En los prados que rodean al reformatorio el muchacho libra por tanto su propia guerra, que es una silenciosa rebelión contra todo lo establecido y que acabará dando su fruto, pues el corredor de fondo conseguirá dar al director del reformatorio una lección magistral que, cabe esperar, este hombre de orden no entenderá, ya que es una lección sobre la honradez.

Si la carrera de fondo de Smith reproduce la huida continua que es su existencia, los tres minutos que el niño, protagonista de otro de estos relatos, pasa en el tiovivo son exacta y desesperada expresión de la suya: escapar, esconderse… pero sólo para ser expulsado finalmente. Y es que todos los personajes de Sillitoe se han colado en el tiovivo de la vida sin el boleto correspondiente, lo que les confiere esa naturaleza que es propia de los perseguidos, de los animales acosados.

Ellos oscilan entre “la delincuencia juvenil” y la “molestia pública”, y si se trata de adultos son de los que están definitivamente instalados en la marginalidad, como le ocurre al viejo Tío Ernest, culpable de haber querido poner remedio a su soledad, lo que no está permitido a los pobres en un estado policial. Y también solitarios son el hombre y la mujer de El cuadro del barco de pesca, actores de una bellísima a la vez que amarga historia de amor. O el protagonista de Mr. Raynor, el maestro de escuela, quien ejerce sus habilidades de voyeur para terminar contándonos indirectamente la trágica historia de una joven, pequeña obra maestra que sirve de paso como prueba de que Sillitoe supo asimilar provechosamente la espléndida tradición anglosajona del relato, y aquí en concreto la facultad que poseían Poe y su discípulo O. Henry para dar un giro totalmente inesperado a sus historias en la última línea.

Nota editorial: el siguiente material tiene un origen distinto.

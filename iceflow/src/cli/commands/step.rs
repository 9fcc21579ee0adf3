//! `step` command: persist training progress.

use crate::cli::args::StepArgs;
use crate::config::{ConfigLoader, record_global_step};
use crate::error::IceflowError;

/// Records the step given on the command line.
///
/// # Errors
///
/// Returns an error if the document fails to load, the step would rewind
/// without `--force`, or the file cannot be replaced.
pub fn run(loader: &ConfigLoader, args: &StepArgs, quiet: bool) -> Result<(), IceflowError> {
    let update = record_global_step(loader, &args.file, args.step, args.force)?;

    if !quiet {
        println!(
            "{}: global_step {} -> {}",
            args.file.display(),
            update.previous,
            update.current
        );
    }
    Ok(())
}
fn describe(value: &Value) -> String {
    match value {
        Value::Null => "null".to_string(),
        Value::Bool(b) => format!("a boolean ({b})"),
        Value::Number(n) if n.is_f64() => format!("a real number ({n})"),
        Value::Number(n) => format!("an integer ({n})"),
        Value::String(s) => format!("a string ('{s}')"),
        Value::Sequence(_) => "a list".to_string(),
        Value::Mapping(_) => "a mapping".to_string(),
        Value::Tagged(t) => match wide_literal(value) {
            Some(literal) => format!("an integer ({literal})"),
            None => format!("a value tagged {}", t.tag),
        },
    }
}

/// Closest candidate within Damerau-Levenshtein distance 3.
fn suggest<'a>(input: &str, candidates: impl Iterator<Item = &'a str>) -> Option<&'a str> {
    candidates
        .map(|c| (c, strsim::damerau_levenshtein(input, c)))
        .filter(|(_, dist)| *dist <= 3)
        .min_by_key(|(_, dist)| *dist)
        .map(|(name, _)| name)
}

// ============================================================================
// Tests
// ============================================================================
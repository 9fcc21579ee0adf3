//! `iceflow` Core - experiment configuration schema
//!
//! This crate provides the typed configuration graph for normalizing-flow
//! ice experiments and the error types shared with the `iceflow` loader
//! and CLI.

pub mod config;
pub mod error;
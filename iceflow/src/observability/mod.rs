//! Observability module
//!
//! Logging infrastructure for `iceflow` commands.

pub mod logging;

pub use logging::{LogFormat, init_logging};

Sillitoe escribió estas narraciones a la edad de treinta años, uno después de haber obtenido el reconocimiento por Sábado por la noche y domingo por la mañana. Por aquel entonces vivía en Mallorca, a lo que alude en el último de los relatos, en el que viene a su memoria otro de los héroes de su infancia, el retrasado mental Frankie Buller, que también fue enviado a una institución (en su caso psiquiátrica) en la que recibió un tratamiento de electroshock que, como el aplicado a Smith en el reformatorio, estaba llamado a extirpar lo que en él había de “antisocial”. Pero este riguroso método científico, según nos informa el autor, no acabó del todo con el inasequible mundo de Frankie, ya que “hay una parte de la selva que el escalpelo nunca consigue alcanzar”.

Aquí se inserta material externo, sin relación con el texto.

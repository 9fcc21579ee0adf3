//! `validate` command: check experiment files without running anything.

use std::path::PathBuf;

use crate::cli::args::{OutputFormat, ValidateArgs};
use crate::config::{ConfigLoader, LoadWarning};
use crate::error::{ConfigError, IceflowError};

/// Outcome for one file.
#[derive(Debug)]
struct FileReport {
    path: PathBuf,
    error: Option<ConfigError>,
    warnings: Vec<LoadWarning>,
    valid: bool,
}

/// Validates every file matched by the arguments and reports the results.
///
/// All files are checked even after a failure.
///
/// # Errors
///
/// Returns a usage error for a bad or empty glob pattern, and
/// `ValidationFailed` if any file is invalid (or has warnings under
/// `--strict`).
pub fn run(loader: &ConfigLoader, args: &ValidateArgs) -> Result<(), IceflowError> {
    let files = expand_patterns(&args.files)?;

    let reports: Vec<FileReport> = files
        .into_iter()
        .map(|path| check_file(loader, path, args.strict))
        .collect();

    match args.format {
        OutputFormat::Human => print_human(&reports),
        OutputFormat::Json => println!("{}", serde_json::to_string_pretty(&to_json(&reports))?),
    }

    let failed = reports.iter().filter(|r| !r.valid).count();
    if failed > 0 {
        return Err(ConfigError::ValidationFailed { count: failed }.into());
    }
    Ok(())
}

fn check_file(loader: &ConfigLoader, path: PathBuf, strict: bool) -> FileReport {
    tracing::info!(file = %path.display(), "validating configuration");

    match loader.load(&path) {
        Ok(loaded) => {
            let valid = !strict || loaded.warnings.is_empty();
            FileReport {
                path,
                error: None,
                warnings: loaded.warnings,
                valid,
            }
        }
        Err(error) => FileReport {
            path,
            error: Some(error),
            warnings: Vec::new(),
            valid: false,
        },
    }
}

/// Expands glob patterns; plain paths pass through untouched so that a
/// missing file is reported per file rather than as a usage error.
fn expand_patterns(patterns: &[String]) -> Result<Vec<PathBuf>, IceflowError> {
    let mut files = Vec::new();

    for pattern in patterns {
        if !pattern.contains(['*', '?', '[']) {
            files.push(PathBuf::from(pattern));
            continue;
        }

        let entries = glob::glob(pattern)
            .map_err(|e| IceflowError::Usage(format!("invalid pattern '{pattern}': {e}")))?;

        let before = files.len();
        for entry in entries {
            files.push(entry.map_err(glob::GlobError::into_error)?);
        }
        if files.len() == before {
            return Err(IceflowError::Usage(format!(
                "pattern '{pattern}' matched no files"
            )));
        }
    }

    Ok(files)
}

fn print_human(reports: &[FileReport]) {
    for report in reports {
        let path = report.path.display();

        for warning in &report.warnings {
            tracing::warn!(
                file = %path,
                location = warning.location.as_deref().unwrap_or("<unknown>"),
                "{}",
                warning.message
            );
        }

        match &report.error {
            None if report.valid => println!("{path}: ok"),
            None => eprintln!(
                "{path}: {} warning(s) treated as errors (--strict)",
                report.warnings.len()
            ),
            Some(ConfigError::ValidationError { errors, .. }) => {
                eprintln!("{path}: {} validation error(s)", errors.len());
                for issue in errors {
                    eprintln!("  {issue}");
                }
            }
            Some(error) => eprintln!("{path}: {error}"),
        }
    }

    let invalid = reports.iter().filter(|r| !r.valid).count();
    tracing::info!(
        total = reports.len(),
        valid = reports.len() - invalid,
        invalid,
        "validation finished"
    );
}

fn to_json(reports: &[FileReport]) -> serde_json::Value {
    let files: Vec<_> = reports
        .iter()
        .map(|r| {
            let warnings: Vec<_> = r
                .warnings
                .iter()
                .map(|w| serde_json::json!({ "message": w.message, "location": w.location }))
                .collect();
            serde_json::json!({
                "path": r.path.display().to_string(),
                "valid": r.valid,
                "error": r.error.as_ref().map(ToString::to_string),
                "warnings": warnings,
            })
        })
        .collect();

    let invalid = reports.iter().filter(|r| !r.valid).count();
    serde_json::json!({
        "files": files,
        "summary": {
            "total": reports.len(),
            "valid": reports.len() - invalid,
            "invalid": invalid,
        },
    })
}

Los relatos que componen este libro ostentan una unidad propia no sólo por el carácter de sus personajes o por los escenarios en que se desenvuelven sus historias, sino también por una atmósfera que les es común. Esta atmósfera es la que se respiraba en Inglaterra a finales de la década de los ’50 e inicios de la siguiente, cuando la generación de postguerra se atrevió a cuestionar de arriba abajo el orden social, así como la anquilosada cultura dominante que guardaba con celo el recuerdo de un imperio ya marchito. Y si Karel Reisz se encargó en 1960 de traducir a imágenes la primera novela de Sillitoe, en 1962 le correspondió a otro miembro del Free Cinema, Tony Richardson, la adaptación para la gran pantalla de la historia de Colin Smith. Tarea ardua, ya que el relato original transcurre mayormente en la cabeza de su protagonista, contiene sólo los mínimos acontecimientos necesarios para hacer comprensible la historia y carece casi por completo de diálogos. Lo que no impide que el film La soledad del corredor de fondo sea el mayor logro de Richardson, a la misma altura que la narración de Sillitoe. Que aquél comprendió a la perfección las intenciones de éste lo demuestra el final de la película, en la que los internos del reformatorio entonan a coro uno de los himnos oficiosos de Gran Bretaña, ese que aún se canta en diversas solemnidades y que acaba con los versos: “No cesaré en mi lucha mental / ni dormirá mi espada en mi mano / mientras una nueva Jerusalén no hayamos construido / en la verde y placentera Inglaterra”. Una nueva Jerusalén que está lejos de haberse construido en el medio siglo transcurrido desde que Sillitoe escribió el relato, lo que explica la vigencia del mismo y la de estos muchachos que, junto a su rabia, son capaces de transmitir su protesta, su rebelión y sus lecciones de dignidad.